» **WORK TO COMPLETE**:
Show all lines of the listing that hold the word "when".

» **MATERIAL TO PROCESS**:

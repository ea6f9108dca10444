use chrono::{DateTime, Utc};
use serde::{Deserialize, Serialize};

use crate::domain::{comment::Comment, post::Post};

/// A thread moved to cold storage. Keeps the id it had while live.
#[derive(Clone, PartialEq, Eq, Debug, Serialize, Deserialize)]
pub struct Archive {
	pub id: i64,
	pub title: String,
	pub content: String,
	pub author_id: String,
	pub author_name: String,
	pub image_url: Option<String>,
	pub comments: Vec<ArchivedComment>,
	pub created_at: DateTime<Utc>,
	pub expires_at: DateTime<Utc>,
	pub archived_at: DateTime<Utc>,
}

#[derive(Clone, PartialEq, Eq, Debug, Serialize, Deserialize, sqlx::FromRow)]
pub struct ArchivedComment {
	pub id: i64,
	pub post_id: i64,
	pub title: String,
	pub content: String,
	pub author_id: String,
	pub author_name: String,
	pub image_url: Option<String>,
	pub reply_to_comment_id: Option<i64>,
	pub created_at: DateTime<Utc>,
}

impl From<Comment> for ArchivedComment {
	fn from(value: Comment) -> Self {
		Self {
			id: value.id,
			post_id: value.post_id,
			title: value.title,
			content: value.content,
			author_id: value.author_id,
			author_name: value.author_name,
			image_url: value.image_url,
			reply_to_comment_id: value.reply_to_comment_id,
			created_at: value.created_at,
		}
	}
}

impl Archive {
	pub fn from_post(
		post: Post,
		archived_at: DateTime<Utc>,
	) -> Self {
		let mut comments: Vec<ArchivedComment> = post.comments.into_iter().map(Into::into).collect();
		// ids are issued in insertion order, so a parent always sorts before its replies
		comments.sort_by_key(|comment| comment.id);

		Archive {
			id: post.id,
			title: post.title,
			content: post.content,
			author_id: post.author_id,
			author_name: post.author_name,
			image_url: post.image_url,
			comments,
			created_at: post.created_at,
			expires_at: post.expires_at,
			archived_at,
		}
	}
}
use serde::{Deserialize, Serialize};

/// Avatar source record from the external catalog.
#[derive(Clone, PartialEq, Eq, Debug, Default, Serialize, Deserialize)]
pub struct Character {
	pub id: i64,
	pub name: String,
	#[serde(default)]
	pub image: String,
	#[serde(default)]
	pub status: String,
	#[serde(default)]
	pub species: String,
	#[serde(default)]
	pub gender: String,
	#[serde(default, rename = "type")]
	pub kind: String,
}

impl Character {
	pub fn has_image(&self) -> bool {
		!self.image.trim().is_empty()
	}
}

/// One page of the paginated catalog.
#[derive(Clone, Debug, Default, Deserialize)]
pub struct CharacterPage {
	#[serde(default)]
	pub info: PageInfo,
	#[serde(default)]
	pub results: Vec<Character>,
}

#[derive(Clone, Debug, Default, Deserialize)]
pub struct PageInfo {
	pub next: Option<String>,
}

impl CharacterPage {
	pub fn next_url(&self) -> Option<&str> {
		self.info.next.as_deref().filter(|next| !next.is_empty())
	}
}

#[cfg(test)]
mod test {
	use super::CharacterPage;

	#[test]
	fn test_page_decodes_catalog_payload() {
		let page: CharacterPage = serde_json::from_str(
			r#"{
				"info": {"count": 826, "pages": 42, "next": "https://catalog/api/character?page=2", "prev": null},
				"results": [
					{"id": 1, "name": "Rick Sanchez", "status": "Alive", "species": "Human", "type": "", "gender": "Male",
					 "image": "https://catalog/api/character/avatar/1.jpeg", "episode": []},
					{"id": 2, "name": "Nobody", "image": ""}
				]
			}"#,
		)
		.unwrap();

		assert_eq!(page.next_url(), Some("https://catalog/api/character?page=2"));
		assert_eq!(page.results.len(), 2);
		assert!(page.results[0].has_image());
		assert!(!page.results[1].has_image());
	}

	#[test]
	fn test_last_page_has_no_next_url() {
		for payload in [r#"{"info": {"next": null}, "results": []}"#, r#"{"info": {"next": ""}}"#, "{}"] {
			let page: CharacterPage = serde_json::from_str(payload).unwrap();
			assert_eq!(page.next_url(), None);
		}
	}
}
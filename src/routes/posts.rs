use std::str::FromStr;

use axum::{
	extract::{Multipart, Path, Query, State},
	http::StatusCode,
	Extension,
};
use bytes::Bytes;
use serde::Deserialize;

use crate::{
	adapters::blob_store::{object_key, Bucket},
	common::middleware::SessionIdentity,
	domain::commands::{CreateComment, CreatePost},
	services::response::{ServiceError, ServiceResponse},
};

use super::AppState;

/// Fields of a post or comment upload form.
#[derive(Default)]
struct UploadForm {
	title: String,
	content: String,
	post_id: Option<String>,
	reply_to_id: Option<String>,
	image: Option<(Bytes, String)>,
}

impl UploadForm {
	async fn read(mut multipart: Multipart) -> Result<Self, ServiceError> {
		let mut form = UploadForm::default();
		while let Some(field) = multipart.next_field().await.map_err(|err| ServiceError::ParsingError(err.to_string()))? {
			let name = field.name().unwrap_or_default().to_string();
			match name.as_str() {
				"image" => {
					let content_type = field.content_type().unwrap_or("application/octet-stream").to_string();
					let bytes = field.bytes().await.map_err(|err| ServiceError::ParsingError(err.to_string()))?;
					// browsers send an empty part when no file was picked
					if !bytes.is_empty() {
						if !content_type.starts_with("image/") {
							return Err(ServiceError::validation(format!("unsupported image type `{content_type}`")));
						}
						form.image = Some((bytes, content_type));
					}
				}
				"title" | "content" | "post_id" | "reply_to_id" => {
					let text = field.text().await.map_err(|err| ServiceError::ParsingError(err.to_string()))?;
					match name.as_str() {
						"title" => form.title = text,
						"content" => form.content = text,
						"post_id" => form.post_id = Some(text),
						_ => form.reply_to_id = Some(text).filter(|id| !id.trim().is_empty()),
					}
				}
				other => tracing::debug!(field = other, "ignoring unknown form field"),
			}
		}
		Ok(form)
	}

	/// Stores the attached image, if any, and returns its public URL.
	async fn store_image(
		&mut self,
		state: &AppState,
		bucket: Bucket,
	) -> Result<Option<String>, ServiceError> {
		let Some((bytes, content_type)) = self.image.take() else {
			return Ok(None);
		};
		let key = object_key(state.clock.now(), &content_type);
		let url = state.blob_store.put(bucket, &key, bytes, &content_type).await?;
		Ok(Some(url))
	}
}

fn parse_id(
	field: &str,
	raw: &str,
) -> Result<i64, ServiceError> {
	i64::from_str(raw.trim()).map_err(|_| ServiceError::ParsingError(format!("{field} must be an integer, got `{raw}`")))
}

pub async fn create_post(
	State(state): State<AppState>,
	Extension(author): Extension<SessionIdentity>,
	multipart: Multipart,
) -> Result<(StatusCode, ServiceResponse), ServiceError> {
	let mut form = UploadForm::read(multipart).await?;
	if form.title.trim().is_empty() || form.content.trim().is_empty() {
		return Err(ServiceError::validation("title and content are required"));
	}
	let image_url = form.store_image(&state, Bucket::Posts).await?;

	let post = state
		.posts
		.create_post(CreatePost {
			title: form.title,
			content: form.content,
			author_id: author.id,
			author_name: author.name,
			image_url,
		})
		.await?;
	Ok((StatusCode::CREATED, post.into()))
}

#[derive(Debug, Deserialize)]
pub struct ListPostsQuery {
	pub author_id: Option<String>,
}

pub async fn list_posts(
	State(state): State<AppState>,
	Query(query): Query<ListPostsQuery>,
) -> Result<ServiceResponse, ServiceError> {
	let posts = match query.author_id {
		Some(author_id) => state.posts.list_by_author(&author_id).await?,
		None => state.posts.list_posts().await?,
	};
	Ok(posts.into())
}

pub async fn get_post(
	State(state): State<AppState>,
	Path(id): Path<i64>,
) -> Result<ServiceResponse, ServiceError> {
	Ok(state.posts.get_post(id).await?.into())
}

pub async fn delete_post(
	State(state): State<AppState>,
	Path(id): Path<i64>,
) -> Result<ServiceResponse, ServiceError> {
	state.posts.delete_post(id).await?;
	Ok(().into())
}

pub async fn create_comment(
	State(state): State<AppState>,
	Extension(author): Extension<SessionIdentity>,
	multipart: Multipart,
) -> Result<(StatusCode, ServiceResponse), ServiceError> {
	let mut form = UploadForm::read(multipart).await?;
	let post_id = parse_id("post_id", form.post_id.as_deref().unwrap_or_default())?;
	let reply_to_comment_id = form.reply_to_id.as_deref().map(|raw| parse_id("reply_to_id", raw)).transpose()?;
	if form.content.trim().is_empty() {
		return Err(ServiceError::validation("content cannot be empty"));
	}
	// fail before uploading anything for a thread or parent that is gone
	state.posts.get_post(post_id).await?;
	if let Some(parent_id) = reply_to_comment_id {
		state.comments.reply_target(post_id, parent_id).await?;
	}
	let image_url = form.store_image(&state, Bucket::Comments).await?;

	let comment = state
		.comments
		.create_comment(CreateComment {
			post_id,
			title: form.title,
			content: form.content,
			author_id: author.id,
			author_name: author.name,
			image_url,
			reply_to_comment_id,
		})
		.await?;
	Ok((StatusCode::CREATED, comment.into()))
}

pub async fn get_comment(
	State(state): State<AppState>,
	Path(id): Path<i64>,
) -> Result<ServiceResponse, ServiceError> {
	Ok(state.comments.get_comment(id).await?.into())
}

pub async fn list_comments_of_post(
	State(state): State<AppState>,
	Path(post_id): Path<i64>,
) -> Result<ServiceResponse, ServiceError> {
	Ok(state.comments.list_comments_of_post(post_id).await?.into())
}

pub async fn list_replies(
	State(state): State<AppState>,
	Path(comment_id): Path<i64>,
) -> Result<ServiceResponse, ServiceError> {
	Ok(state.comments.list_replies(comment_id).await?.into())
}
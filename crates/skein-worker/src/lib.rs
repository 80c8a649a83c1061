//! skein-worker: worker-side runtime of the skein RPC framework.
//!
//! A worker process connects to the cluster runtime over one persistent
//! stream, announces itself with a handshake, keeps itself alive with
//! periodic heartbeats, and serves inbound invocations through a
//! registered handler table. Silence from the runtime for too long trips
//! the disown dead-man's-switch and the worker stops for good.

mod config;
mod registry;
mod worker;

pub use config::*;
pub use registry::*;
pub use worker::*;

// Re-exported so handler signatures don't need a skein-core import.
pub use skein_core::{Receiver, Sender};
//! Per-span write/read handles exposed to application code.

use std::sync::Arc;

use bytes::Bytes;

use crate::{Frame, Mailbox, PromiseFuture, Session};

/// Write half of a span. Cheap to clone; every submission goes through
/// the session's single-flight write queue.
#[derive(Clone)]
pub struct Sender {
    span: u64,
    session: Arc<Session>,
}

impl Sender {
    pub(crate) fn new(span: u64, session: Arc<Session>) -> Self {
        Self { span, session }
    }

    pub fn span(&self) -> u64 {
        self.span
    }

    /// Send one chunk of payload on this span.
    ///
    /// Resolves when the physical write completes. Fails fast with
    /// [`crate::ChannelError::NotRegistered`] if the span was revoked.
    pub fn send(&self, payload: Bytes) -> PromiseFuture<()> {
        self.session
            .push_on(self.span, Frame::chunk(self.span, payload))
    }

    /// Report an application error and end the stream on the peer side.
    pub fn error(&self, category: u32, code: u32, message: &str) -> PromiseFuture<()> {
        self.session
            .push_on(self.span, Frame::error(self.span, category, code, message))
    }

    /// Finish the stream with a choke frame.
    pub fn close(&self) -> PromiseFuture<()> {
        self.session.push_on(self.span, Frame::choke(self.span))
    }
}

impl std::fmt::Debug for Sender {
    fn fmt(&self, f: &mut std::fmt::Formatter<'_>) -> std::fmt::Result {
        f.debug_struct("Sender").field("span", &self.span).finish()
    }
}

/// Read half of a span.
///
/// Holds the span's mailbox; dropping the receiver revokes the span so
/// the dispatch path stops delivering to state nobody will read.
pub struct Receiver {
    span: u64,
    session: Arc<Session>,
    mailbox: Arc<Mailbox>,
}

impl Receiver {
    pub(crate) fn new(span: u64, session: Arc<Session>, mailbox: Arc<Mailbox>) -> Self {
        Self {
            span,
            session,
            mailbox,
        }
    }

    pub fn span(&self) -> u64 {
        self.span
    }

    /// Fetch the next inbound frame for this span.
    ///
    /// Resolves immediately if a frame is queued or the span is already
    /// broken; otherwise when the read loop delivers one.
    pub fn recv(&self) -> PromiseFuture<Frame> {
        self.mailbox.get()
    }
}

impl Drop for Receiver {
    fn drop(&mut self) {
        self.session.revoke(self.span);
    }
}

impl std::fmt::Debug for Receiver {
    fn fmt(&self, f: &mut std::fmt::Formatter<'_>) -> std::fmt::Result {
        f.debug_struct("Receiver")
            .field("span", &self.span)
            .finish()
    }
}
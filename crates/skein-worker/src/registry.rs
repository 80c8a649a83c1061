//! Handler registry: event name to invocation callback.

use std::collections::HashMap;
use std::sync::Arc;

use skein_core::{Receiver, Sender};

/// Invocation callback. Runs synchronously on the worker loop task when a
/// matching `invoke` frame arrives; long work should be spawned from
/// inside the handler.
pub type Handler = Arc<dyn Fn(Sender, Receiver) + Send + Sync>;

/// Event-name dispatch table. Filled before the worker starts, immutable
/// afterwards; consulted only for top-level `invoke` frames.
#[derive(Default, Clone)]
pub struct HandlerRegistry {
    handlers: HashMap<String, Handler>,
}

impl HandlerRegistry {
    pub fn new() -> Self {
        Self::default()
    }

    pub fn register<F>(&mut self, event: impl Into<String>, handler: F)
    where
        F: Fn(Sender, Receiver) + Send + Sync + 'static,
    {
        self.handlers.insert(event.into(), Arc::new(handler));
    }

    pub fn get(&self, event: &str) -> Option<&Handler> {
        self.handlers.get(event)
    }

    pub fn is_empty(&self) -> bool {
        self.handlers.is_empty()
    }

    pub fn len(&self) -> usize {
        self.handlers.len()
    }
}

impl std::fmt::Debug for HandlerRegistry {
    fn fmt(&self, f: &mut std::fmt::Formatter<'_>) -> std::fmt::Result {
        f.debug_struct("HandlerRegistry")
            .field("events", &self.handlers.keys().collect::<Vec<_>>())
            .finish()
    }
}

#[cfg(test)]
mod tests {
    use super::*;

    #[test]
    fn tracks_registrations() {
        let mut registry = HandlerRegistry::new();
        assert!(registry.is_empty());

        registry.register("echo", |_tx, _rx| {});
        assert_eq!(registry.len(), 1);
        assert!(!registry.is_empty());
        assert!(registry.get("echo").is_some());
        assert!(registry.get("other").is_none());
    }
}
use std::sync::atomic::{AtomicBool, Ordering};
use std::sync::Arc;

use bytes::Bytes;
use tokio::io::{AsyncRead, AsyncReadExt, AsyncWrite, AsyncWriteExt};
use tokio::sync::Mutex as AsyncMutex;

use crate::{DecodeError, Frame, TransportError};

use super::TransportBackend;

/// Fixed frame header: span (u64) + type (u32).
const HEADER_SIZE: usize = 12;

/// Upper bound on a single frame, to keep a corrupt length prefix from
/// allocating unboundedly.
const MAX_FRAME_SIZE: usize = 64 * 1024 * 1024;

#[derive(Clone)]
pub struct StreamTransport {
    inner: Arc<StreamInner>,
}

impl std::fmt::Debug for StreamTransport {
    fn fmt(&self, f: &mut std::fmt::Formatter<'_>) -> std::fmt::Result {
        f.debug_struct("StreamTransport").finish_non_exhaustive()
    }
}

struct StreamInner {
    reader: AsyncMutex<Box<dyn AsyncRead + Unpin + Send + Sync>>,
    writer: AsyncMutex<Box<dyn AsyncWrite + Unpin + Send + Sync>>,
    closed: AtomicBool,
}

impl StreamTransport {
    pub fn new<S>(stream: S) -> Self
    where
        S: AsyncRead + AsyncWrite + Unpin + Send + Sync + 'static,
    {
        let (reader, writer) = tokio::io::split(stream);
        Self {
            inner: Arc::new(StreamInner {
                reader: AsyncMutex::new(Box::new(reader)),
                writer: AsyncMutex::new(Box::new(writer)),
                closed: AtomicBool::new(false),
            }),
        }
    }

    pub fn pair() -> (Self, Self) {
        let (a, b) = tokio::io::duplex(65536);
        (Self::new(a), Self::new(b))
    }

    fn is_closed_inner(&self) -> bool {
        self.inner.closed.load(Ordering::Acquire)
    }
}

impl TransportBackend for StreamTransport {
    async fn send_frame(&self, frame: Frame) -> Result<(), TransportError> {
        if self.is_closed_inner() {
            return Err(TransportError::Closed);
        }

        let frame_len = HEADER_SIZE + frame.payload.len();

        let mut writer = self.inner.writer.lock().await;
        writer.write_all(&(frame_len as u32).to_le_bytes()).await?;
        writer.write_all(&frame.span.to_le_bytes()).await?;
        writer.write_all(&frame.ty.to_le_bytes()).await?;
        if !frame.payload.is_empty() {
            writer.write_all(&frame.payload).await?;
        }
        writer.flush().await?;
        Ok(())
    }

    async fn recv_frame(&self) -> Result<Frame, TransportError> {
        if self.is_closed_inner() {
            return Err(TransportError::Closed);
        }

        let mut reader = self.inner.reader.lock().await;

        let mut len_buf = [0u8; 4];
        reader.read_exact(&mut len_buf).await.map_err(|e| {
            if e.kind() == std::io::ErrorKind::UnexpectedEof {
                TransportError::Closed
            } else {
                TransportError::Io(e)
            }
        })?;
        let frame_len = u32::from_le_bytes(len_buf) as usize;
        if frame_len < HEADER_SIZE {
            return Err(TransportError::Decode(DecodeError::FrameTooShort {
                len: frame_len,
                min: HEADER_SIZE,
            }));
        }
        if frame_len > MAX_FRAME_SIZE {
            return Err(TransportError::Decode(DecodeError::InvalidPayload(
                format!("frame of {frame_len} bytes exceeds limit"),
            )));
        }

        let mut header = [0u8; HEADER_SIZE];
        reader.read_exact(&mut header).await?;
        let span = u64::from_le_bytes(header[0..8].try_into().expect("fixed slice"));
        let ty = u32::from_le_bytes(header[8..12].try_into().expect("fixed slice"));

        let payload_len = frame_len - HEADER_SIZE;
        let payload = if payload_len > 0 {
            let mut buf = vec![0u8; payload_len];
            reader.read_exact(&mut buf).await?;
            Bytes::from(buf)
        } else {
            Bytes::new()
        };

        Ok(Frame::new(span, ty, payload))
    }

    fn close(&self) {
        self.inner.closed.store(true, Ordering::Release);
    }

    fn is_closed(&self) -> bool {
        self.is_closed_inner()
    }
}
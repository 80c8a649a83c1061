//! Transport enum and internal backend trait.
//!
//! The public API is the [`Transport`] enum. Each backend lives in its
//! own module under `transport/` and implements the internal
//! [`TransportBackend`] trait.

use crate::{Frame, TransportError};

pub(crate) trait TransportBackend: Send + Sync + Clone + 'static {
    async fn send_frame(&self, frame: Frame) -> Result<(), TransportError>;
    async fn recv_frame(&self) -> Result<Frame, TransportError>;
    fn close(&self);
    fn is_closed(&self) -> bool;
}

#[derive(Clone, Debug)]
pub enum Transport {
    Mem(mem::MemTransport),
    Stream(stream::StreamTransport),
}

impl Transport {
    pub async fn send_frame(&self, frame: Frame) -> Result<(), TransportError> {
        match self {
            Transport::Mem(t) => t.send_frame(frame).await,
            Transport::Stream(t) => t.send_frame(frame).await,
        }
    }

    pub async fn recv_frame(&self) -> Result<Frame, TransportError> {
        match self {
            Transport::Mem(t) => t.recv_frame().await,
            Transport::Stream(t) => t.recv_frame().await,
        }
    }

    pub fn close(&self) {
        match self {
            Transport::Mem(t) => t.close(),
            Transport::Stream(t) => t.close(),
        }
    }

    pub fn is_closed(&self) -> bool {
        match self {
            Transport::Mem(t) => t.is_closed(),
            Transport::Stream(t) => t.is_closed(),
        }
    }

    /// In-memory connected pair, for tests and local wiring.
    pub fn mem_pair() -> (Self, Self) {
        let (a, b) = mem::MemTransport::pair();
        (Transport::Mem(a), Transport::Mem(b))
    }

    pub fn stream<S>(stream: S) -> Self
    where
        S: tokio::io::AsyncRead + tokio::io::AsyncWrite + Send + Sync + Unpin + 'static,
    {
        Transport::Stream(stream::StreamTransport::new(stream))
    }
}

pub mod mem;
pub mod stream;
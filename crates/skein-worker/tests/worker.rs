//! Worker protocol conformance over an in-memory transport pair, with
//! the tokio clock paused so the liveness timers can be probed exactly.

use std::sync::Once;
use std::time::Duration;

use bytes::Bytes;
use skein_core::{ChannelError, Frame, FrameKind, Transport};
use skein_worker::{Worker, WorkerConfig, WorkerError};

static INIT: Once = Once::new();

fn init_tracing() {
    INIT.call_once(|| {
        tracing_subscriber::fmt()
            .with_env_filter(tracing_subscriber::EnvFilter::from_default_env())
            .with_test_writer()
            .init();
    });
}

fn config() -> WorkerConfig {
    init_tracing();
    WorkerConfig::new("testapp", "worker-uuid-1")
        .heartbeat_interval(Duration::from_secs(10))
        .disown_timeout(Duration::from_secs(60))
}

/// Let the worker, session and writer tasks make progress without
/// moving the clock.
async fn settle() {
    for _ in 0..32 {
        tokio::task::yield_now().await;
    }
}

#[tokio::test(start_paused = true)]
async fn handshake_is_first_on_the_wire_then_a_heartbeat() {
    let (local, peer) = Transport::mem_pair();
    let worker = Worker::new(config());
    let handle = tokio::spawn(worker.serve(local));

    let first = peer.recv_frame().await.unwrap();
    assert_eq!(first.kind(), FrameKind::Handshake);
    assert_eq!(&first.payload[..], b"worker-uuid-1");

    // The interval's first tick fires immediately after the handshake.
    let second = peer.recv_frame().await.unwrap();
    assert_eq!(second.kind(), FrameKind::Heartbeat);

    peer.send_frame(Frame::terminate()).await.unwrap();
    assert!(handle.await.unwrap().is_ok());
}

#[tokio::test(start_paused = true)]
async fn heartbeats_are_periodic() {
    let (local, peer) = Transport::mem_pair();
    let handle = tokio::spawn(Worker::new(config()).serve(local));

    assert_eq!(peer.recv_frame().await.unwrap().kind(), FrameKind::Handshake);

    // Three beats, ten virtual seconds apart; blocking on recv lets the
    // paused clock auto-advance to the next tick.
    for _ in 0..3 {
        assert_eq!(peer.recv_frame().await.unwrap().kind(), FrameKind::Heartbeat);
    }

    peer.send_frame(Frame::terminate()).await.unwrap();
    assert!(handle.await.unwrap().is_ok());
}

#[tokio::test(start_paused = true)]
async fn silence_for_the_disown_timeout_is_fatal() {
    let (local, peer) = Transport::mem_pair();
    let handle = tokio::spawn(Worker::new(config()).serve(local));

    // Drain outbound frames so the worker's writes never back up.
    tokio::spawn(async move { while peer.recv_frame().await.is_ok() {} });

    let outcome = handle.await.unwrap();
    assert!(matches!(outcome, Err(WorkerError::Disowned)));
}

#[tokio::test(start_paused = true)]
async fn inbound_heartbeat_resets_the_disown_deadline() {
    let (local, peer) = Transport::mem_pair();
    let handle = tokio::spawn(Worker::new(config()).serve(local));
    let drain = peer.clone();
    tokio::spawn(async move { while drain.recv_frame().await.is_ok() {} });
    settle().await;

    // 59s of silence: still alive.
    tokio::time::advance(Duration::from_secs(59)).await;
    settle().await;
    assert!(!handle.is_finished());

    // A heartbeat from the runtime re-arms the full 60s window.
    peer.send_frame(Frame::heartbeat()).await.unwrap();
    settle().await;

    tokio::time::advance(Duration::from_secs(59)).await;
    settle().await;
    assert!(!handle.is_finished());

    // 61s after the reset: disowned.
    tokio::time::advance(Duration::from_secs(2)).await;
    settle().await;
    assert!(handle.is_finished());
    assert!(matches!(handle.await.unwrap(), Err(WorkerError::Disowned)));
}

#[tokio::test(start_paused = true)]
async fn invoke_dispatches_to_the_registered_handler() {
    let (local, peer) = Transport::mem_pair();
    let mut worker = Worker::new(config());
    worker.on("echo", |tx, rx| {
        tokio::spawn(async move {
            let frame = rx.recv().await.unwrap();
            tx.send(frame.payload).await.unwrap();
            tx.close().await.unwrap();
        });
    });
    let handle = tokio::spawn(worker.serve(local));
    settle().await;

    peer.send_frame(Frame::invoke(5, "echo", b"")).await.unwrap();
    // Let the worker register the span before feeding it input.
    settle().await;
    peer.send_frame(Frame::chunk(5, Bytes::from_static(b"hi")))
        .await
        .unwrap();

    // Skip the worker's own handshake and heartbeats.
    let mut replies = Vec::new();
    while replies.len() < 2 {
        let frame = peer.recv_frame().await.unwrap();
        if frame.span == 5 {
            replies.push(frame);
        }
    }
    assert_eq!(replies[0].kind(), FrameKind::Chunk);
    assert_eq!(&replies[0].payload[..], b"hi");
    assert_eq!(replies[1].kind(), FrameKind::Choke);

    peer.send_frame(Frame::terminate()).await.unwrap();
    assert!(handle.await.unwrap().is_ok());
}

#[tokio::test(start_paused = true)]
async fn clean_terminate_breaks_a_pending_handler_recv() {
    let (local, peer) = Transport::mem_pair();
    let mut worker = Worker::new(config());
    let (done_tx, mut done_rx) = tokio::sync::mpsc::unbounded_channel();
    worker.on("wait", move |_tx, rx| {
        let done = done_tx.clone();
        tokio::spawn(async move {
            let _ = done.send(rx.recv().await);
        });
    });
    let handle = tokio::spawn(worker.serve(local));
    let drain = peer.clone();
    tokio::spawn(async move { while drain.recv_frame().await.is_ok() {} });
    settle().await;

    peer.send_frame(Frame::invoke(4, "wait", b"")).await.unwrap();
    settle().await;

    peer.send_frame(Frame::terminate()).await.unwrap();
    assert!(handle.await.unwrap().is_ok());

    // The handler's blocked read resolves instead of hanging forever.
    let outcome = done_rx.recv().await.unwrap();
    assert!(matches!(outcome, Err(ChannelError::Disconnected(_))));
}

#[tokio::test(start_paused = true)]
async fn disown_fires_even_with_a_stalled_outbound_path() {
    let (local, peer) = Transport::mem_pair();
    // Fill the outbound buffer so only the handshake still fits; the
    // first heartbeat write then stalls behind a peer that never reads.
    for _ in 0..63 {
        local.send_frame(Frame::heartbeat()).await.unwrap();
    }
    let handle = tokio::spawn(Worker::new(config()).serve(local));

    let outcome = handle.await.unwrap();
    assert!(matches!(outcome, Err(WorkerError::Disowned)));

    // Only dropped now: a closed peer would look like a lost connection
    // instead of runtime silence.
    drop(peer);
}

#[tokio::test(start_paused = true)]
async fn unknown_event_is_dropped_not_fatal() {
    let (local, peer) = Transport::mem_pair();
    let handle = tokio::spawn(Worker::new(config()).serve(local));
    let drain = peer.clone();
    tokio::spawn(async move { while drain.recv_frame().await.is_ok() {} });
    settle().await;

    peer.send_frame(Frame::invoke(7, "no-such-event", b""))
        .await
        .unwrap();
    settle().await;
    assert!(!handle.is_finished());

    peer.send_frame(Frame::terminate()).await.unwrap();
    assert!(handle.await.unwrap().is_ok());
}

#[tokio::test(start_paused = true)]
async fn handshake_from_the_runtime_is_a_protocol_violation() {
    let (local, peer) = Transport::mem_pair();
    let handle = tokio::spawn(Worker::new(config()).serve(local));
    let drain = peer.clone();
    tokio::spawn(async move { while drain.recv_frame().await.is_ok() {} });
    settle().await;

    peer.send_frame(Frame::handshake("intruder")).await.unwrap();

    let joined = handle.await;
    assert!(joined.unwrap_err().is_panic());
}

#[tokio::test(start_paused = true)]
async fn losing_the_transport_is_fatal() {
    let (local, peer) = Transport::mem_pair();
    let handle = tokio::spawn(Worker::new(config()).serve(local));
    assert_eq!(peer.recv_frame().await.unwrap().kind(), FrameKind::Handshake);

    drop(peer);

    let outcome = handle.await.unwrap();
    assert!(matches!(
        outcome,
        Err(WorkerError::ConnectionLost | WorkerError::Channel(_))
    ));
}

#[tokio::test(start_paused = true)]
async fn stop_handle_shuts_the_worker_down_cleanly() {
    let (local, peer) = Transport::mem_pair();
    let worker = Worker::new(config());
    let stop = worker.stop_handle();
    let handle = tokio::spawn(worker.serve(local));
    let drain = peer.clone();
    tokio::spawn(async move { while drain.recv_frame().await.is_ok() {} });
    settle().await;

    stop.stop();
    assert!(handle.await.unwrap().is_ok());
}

» **WRITTEN ANSWER**:
					// browsers send an empty part when no file was picked
    /// Resolves when the physical write completes. Fails fast with
    /// broken; otherwise when the read loop delivers one.
/// Invocation callback. Runs synchronously on the worker loop task when a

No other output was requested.